Impacto sobre o euro

O euro poderá ser outro dos grandes vencedores. “Uma Europa mais estável e um mercado de obrigações mais profundo vão trazer benefícios significativos para o euro, que desde a sua criação em 1999, viveu na sombra do dólar. Assim, a emissão de obrigações paneuropeias triplo A deve aumentar a atratividade da divisa europeia entre investidores internacionais e bancos centrais, que podem aumentar o seu peso nas carteiras internacionais”, afirma a economista da Pictet AM. Segundo o seu modelo, o câmbio do euro face ao dólar está 16% abaixo do que os fundamentais justificam e está subponderado nas reservas dos bancos centrais em relação ao seu peso económico (20% do total em comparação com 62% do dólar). “Com o fundo de recuperação pode ver-se mais de 2% anual face ao dólar nos próximos cinco anos”, assegura.

Impacto sobre as ações europeias

Em relação às ações europeias, a aprovação do Fundo de Recuperação foi, segundo indicam na Amundi, um dos cinco pilares que exigiram uma reavaliação das ações da UE em termos absolutos e relativos. "Vemos potencial positivo dos níveis atuais, especialmente se, como acreditamos, a recuperação cíclica continuar. Embora seja provável que as ações europeias beneficiem de maneira geral, isto é especialmente positivo para os valores financeiros e para os países periféricos", revelam.

As ações europeias negociaram nos últimos 20 anos com um grande desconto em relação ao dos Estados Unidos. Mesmo durante a crise financeira de 2008, o prémio de ações dos EUA ainda era 20% maior. Em parte, as avaliações das ações europeias previram durante a última década um risco de rutura da zona do euro. Mas agora o Fundo de Recuperação da UE pode reduzir essas disparidades. "Ao canalizar investimentos para setores voltados para a tecnologia verde, pode-se revitalizar empresas na nova economia da Europa", refere Kaniche.

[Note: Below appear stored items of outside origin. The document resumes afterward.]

use std::collections::HashMap;
use std::sync::LazyLock;

use regex::Regex;

/// Multiplier used when nothing is known about an instrument; P&L then stays in price points.
pub const DEFAULT_MULTIPLIER: f64 = 1.0;

static CONTINUOUS_SUFFIX: LazyLock<Regex> =
    LazyLock::new(|| Regex::new(r"\d+!$").expect("continuous suffix regex"));
static DASHED_EXPIRY: LazyLock<Regex> =
    LazyLock::new(|| Regex::new(r"^(.+?)\s+\d{1,2}-\d{2,4}$").expect("dashed expiry regex"));
static MONTH_CODE_EXPIRY: LazyLock<Regex> = LazyLock::new(|| {
    Regex::new(r"^([A-Z0-9]+?)[FGHJKMNQUVXZ](?:\d{1,2}|\d{4})$").expect("month code regex")
});

/// Dollars per full point, per root symbol.
const CONTRACT_MULTIPLIERS: &[(&str, f64)] = &[
    // equity index
    ("ES", 50.0),
    ("MES", 5.0),
    ("NQ", 20.0),
    ("MNQ", 2.0),
    ("YM", 5.0),
    ("MYM", 0.5),
    ("RTY", 50.0),
    ("M2K", 5.0),
    // energy
    ("CL", 1000.0),
    ("MCL", 100.0),
    ("QM", 500.0),
    ("NG", 10000.0),
    // metals
    ("GC", 100.0),
    ("MGC", 10.0),
    ("SI", 5000.0),
    ("SIL", 1000.0),
    ("HG", 25000.0),
    // rates
    ("ZB", 1000.0),
    ("ZN", 1000.0),
    ("ZF", 1000.0),
    ("ZT", 2000.0),
    ("UB", 1000.0),
    // fx
    ("6E", 125000.0),
    ("6J", 12500000.0),
    ("6B", 62500.0),
    ("6A", 100000.0),
    ("6C", 100000.0),
    // ags
    ("ZC", 50.0),
    ("ZS", 50.0),
    ("ZW", 50.0),
    ("HE", 400.0),
    ("LE", 400.0),
    // crypto
    ("BTC", 5.0),
    ("MBT", 0.1),
    ("ETH", 50.0),
    ("MET", 0.1),
];

/// Reduces a contract symbol to its root so fills net across rolls:
/// `"ESH24"`, `"/ESH4"`, `"CME_MINI:ESH2024"`, `"ES 12-24"` and `"ES1!"` all become `"ES"`.
///
/// Applied until nothing changes, so the result is a fixed point.
pub fn normalize_instrument(raw: &str) -> String {
    let mut s = raw.trim().to_uppercase();
    if let Some((_, tail)) = s.rsplit_once(':') {
        s = tail.trim().to_string();
    }
    s = s.trim_start_matches('/').to_string();
    s = CONTINUOUS_SUFFIX.replace(&s, "").to_string();

    loop {
        let next = if let Some(c) = DASHED_EXPIRY.captures(&s) {
            c[1].trim().to_string()
        } else if let Some(c) = MONTH_CODE_EXPIRY.captures(&s) {
            c[1].to_string()
        } else {
            break;
        };
        if next == s || next.is_empty() {
            break;
        }
        s = next;
    }
    s
}

/// Source of per-instrument contract metadata.
pub trait InstrumentMetadata: Send + Sync {
    /// Dollars per point for a root symbol, if known.
    fn multiplier(&self, root: &str) -> Option<f64>;
}

/// Built-in futures table with optional overrides layered on top.
#[derive(Debug, Clone, Default)]
pub struct ContractTable {
    overrides: HashMap<String, f64>,
}

impl ContractTable {
    pub fn new() -> Self {
        Self::default()
    }

    pub fn with_overrides(overrides: &HashMap<String, f64>) -> Self {
        let overrides = overrides
            .iter()
            .filter(|(_, v)| v.is_finite() && **v > 0.0)
            .map(|(k, v)| (normalize_instrument(k), *v))
            .collect();
        Self { overrides }
    }
}

impl InstrumentMetadata for ContractTable {
    fn multiplier(&self, root: &str) -> Option<f64> {
        let root = root.trim().to_uppercase();
        if let Some(v) = self.overrides.get(&root) {
            return Some(*v);
        }
        CONTRACT_MULTIPLIERS
            .iter()
            .find(|(sym, _)| *sym == root)
            .map(|(_, v)| *v)
    }
}

/// Static-table multiplier; unknown symbols get [`DEFAULT_MULTIPLIER`].
pub fn get_contract_multiplier(instrument: &str) -> f64 {
    ContractTable::new()
        .multiplier(&normalize_instrument(instrument))
        .unwrap_or(DEFAULT_MULTIPLIER)
}

#[derive(Debug, Clone, Copy, PartialEq)]
pub struct MultiplierLookup {
    pub value: f64,
    /// True when the provider had no entry and the default was used.
    pub defaulted: bool,
}

pub fn resolve_multiplier(provider: &dyn InstrumentMetadata, root: &str) -> MultiplierLookup {
    match provider.multiplier(root) {
        Some(value) => MultiplierLookup { value, defaulted: false },
        None => MultiplierLookup { value: DEFAULT_MULTIPLIER, defaulted: true },
    }
}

Isto pode mudar para melhor a visão de muitos investidores no Velho Continente. Algumas casas já reconhecem que estão a começar a comprar ações europeias. Entre elas está a J.P.Morgan Asset Management para quem este plano implica uma forma distinta de olhar para a Europa. “Chegou a altura, o que significa que a região está disposta a operar como um bloco. Isto é um ponto de inflexão”, refere Lucía Gutiérrez-Mellado, diretora de Estratégia da empresa para Portugal e Espanha. Pela primeira vez, a responsabilidade é repartida por toda a UE. E isso é uma mudança que mexe com os mercados financeiros e com a imagem que a Europa projeta para o resto do mundo.